International career
- Years: Team / Apps / (Points)
- 2015-: Fiji / 10 / (0)
- Correct as of 10 June 2018

National sevens team
- Years: Team /  / Comps
- 2013-14: Fiji 7s /  / 16

= Benito Masilevu =

Fijian rugby union player

Benito Eremasilevu (born October 7, 1989) in Savusavu, Cakaudrove is a Fijian rugby union footballer. He plays wing for Fiji and French Top 14 side, Brive.

==Career==
Masilevu was born in Savusavu, he attended St Bedes Primary school. He later moved to Suva and attended Marist Brothers High School. After finishing High school, he joined the Fiji National University and completed his diploma in teaching.

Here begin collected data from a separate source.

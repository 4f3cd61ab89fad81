//! Capacitated flow network with residual-capacity semantics.
//!
//! The network is a directed multigraph: self-loops and parallel edges are
//! permitted and nothing is ever deduplicated or deleted. Edges live in an
//! arena (`Vec<FlowEdge>`) and are addressed by [`EdgeId`]; every vertex
//! keeps insertion-ordered lists of outgoing and incoming edge ids, so each
//! edge is referenced from both endpoints while the arena slot remains the
//! single source of truth for its flow.
//!
//! Incidence order is part of the contract: the solver's breadth-first
//! search visits `out_edges` then `in_edges`, each in insertion order, and
//! the specific minimum cut returned on ambiguous instances depends on that
//! order.
//!
//! All operations take constant amortized time except iterating the edges
//! incident to a vertex, which is linear in their number.

use std::collections::HashMap;
use std::fmt;
use std::ops::{Index, IndexMut};

use crate::error::FlowError;

/// Unique vertex identifier.
pub type VertexId = u64;

/// Index of an edge in the network's arena, handed out by
/// [`FlowNetwork::add_edge`].
pub type EdgeId = usize;

/// Edge capacity (and flow) type.
pub type Capacity = u32;

/// A directed edge with a capacity and a current flow.
///
/// Flow is only mutable through [`add_residual_flow`](FlowEdge::add_residual_flow),
/// which keeps `0 <= flow <= capacity` at all times.
#[derive(Debug, Clone, Copy, PartialEq, Eq)]
pub struct FlowEdge {
    source: VertexId,
    target: VertexId,
    capacity: Capacity,
    flow: Capacity,
}

impl FlowEdge {
    /// Create an edge from `source` to `target` with the given capacity and
    /// zero flow.
    pub fn new(source: VertexId, target: VertexId, capacity: Capacity) -> Self {
        Self {
            source,
            target,
            capacity,
            flow: 0,
        }
    }

    /// Source endpoint.
    pub fn source(&self) -> VertexId {
        self.source
    }

    /// Target endpoint.
    pub fn target(&self) -> VertexId {
        self.target
    }

    /// Maximum flow the edge can carry.
    pub fn capacity(&self) -> Capacity {
        self.capacity
    }

    /// Flow currently routed through the edge.
    pub fn flow(&self) -> Capacity {
        self.flow
    }

    /// Residual capacity of the edge in the direction of `vertex`.
    ///
    /// Toward the target this is `capacity - flow`; toward the source it is
    /// the flow that could be cancelled. On a self-loop the source
    /// interpretation wins.
    pub fn residual_capacity(&self, vertex: VertexId) -> Result<Capacity, FlowError> {
        if vertex == self.source {
            Ok(self.flow)
        } else if vertex == self.target {
            Ok(self.capacity - self.flow)
        } else {
            Err(self.endpoint_mismatch(vertex))
        }
    }

    /// Push `delta` units of residual flow toward `vertex`: flow increases
    /// when `vertex` is the target and decreases when it is the source.
    ///
    /// Fails with `InfeasibleDelta` if the change would leave
    /// `[0, capacity]`, in which case the edge is unmodified.
    pub fn add_residual_flow(
        &mut self,
        vertex: VertexId,
        delta: Capacity,
    ) -> Result<(), FlowError> {
        if vertex == self.source {
            if delta > self.flow {
                return Err(self.infeasible_delta(delta));
            }
            self.flow -= delta;
        } else if vertex == self.target {
            if delta > self.capacity - self.flow {
                return Err(self.infeasible_delta(delta));
            }
            self.flow += delta;
        } else {
            return Err(self.endpoint_mismatch(vertex));
        }
        Ok(())
    }

    /// The endpoint opposite `vertex`; for a self-loop, `vertex` itself.
    pub fn other(&self, vertex: VertexId) -> Result<VertexId, FlowError> {
        if vertex == self.source {
            Ok(self.target)
        } else if vertex == self.target {
            Ok(self.source)
        } else {
            Err(self.endpoint_mismatch(vertex))
        }
    }

    fn endpoint_mismatch(&self, vertex: VertexId) -> FlowError {
        FlowError::EndpointMismatch {
            vertex,
            edge_source: self.source,
            target: self.target,
        }
    }

    fn infeasible_delta(&self, delta: Capacity) -> FlowError {
        FlowError::InfeasibleDelta {
            delta,
            flow: self.flow,
            capacity: self.capacity,
            edge_source: self.source,
            target: self.target,
        }
    }
}

impl fmt::Display for FlowEdge {
    fn fmt(&self, f: &mut fmt::Formatter<'_>) -> fmt::Result {
        write!(
            f,
            "({} -> {}, {}/{})",
            self.source, self.target, self.flow, self.capacity
        )
    }
}

#[derive(Debug, Default, Clone)]
struct Incidence {
    out: Vec<EdgeId>,
    inc: Vec<EdgeId>,
}

/// A capacitated multigraph over [`VertexId`]s.
///
/// The vertex set is implicit: a vertex exists once it has appeared as an
/// endpoint of an added edge.
#[derive(Debug, Default, Clone)]
pub struct FlowNetwork {
    edges: Vec<FlowEdge>,
    incidence: HashMap<VertexId, Incidence>,
}

impl FlowNetwork {
    /// Create an empty network.
    pub fn new() -> Self {
        Self::default()
    }

    /// Create an empty network with capacity hints.
    pub fn with_capacity(vertices: usize, edges: usize) -> Self {
        Self {
            edges: Vec::with_capacity(edges),
            incidence: HashMap::with_capacity(vertices),
        }
    }

    /// Append `edge` to the network, registering both endpoints on first
    /// sight, and return its arena id.
    pub fn add_edge(&mut self, edge: FlowEdge) -> EdgeId {
        let id = self.edges.len();
        self.incidence.entry(edge.source).or_default().out.push(id);
        self.incidence.entry(edge.target).or_default().inc.push(id);
        self.edges.push(edge);
        id
    }

    /// The edge with arena id `id`, or `None` for an id this network never
    /// handed out.
    pub fn edge(&self, id: EdgeId) -> Option<&FlowEdge> {
        self.edges.get(id)
    }

    /// Ids of the edges pointing out of `vertex`, in insertion order.
    pub fn out_edges(&self, vertex: VertexId) -> Result<&[EdgeId], FlowError> {
        self.incidence
            .get(&vertex)
            .map(|entry| entry.out.as_slice())
            .ok_or(FlowError::UnknownVertex { vertex })
    }

    /// Ids of the edges pointing into `vertex`, in insertion order.
    pub fn in_edges(&self, vertex: VertexId) -> Result<&[EdgeId], FlowError> {
        self.incidence
            .get(&vertex)
            .map(|entry| entry.inc.as_slice())
            .ok_or(FlowError::UnknownVertex { vertex })
    }

    /// Ids of all edges incident on `vertex`: outgoing first, then incoming,
    /// each in insertion order. The solver relies on this order.
    pub fn neighbors(
        &self,
        vertex: VertexId,
    ) -> Result<impl Iterator<Item = EdgeId> + '_, FlowError> {
        let entry = self
            .incidence
            .get(&vertex)
            .ok_or(FlowError::UnknownVertex { vertex })?;
        Ok(entry.out.iter().chain(entry.inc.iter()).copied())
    }

    /// All known vertices, in no particular order.
    pub fn vertices(&self) -> impl Iterator<Item = VertexId> + '_ {
        self.incidence.keys().copied()
    }

    /// Whether `vertex` has appeared as an endpoint of any added edge.
    pub fn contains(&self, vertex: VertexId) -> bool {
        self.incidence.contains_key(&vertex)
    }

    /// All edges in insertion order.
    pub fn edges(&self) -> impl Iterator<Item = &FlowEdge> {
        self.edges.iter()
    }

    /// Number of known vertices.
    pub fn num_vertices(&self) -> usize {
        self.incidence.len()
    }

    /// Number of added edges.
    pub fn num_edges(&self) -> usize {
        self.edges.len()
    }
}

impl Index<EdgeId> for FlowNetwork {
    type Output = FlowEdge;

    /// Access an edge by the id returned from [`FlowNetwork::add_edge`].
    ///
    /// Panics if `id` was never handed out by this network.
    fn index(&self, id: EdgeId) -> &FlowEdge {
        &self.edges[id]
    }
}

impl IndexMut<EdgeId> for FlowNetwork {
    fn index_mut(&mut self, id: EdgeId) -> &mut FlowEdge {
        &mut self.edges[id]
    }
}

impl fmt::Display for FlowNetwork {
    fn fmt(&self, f: &mut fmt::Formatter<'_>) -> fmt::Result {
        writeln!(
            f,
            "flow network ({} vertices, {} edges)",
            self.num_vertices(),
            self.num_edges()
        )?;
        let mut vertices: Vec<VertexId> = self.vertices().collect();
        vertices.sort_unstable();
        for v in vertices {
            write!(f, "{v} -->")?;
            if let Ok(out) = self.out_edges(v) {
                for &id in out {
                    write!(f, " {}", self.edges[id])?;
                }
            }
            writeln!(f)?;
        }
        Ok(())
    }
}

He started playing 7's rugby and soon he was spotted by Fiji sevens assistant coach, Etuate Waqa, who included him in his squad. He made his debut in the 2013 Gold Coast Sevens where he scored 6 tries. He finished the 2013–14 IRB Sevens World Series with 27 tries and 2nd highest try scorer overall behind another Fijian winger, Samisoni Viriviri.

His strong performance on the sevens circuit caught the eye of CA Brive head coach, Nicolas Godignon who signed him up. He joined other Fijian players in the squad including, Sisaro Koyamaibole, Dominiko Waqaniburotu and Malakai Radikedike.

In September 2014, he made news headlines when he beat Toulouse winger, Gaël Fickou for dead with a giant sidestep to score a match winning try. A few days later, Masilevu extended his 1-year contract until 2018.

On 11 July 2015, he made his debut for the Flying Fijians starting on the wing in a 26–27 loss to the Māori All Blacks in Suva.

In 2017 he was named to the Flying Fijians squad for tests against Australia and for the 2017 Pacific nations Cup.

In 2022 he started a farming business in preparation for his retirement from rugby.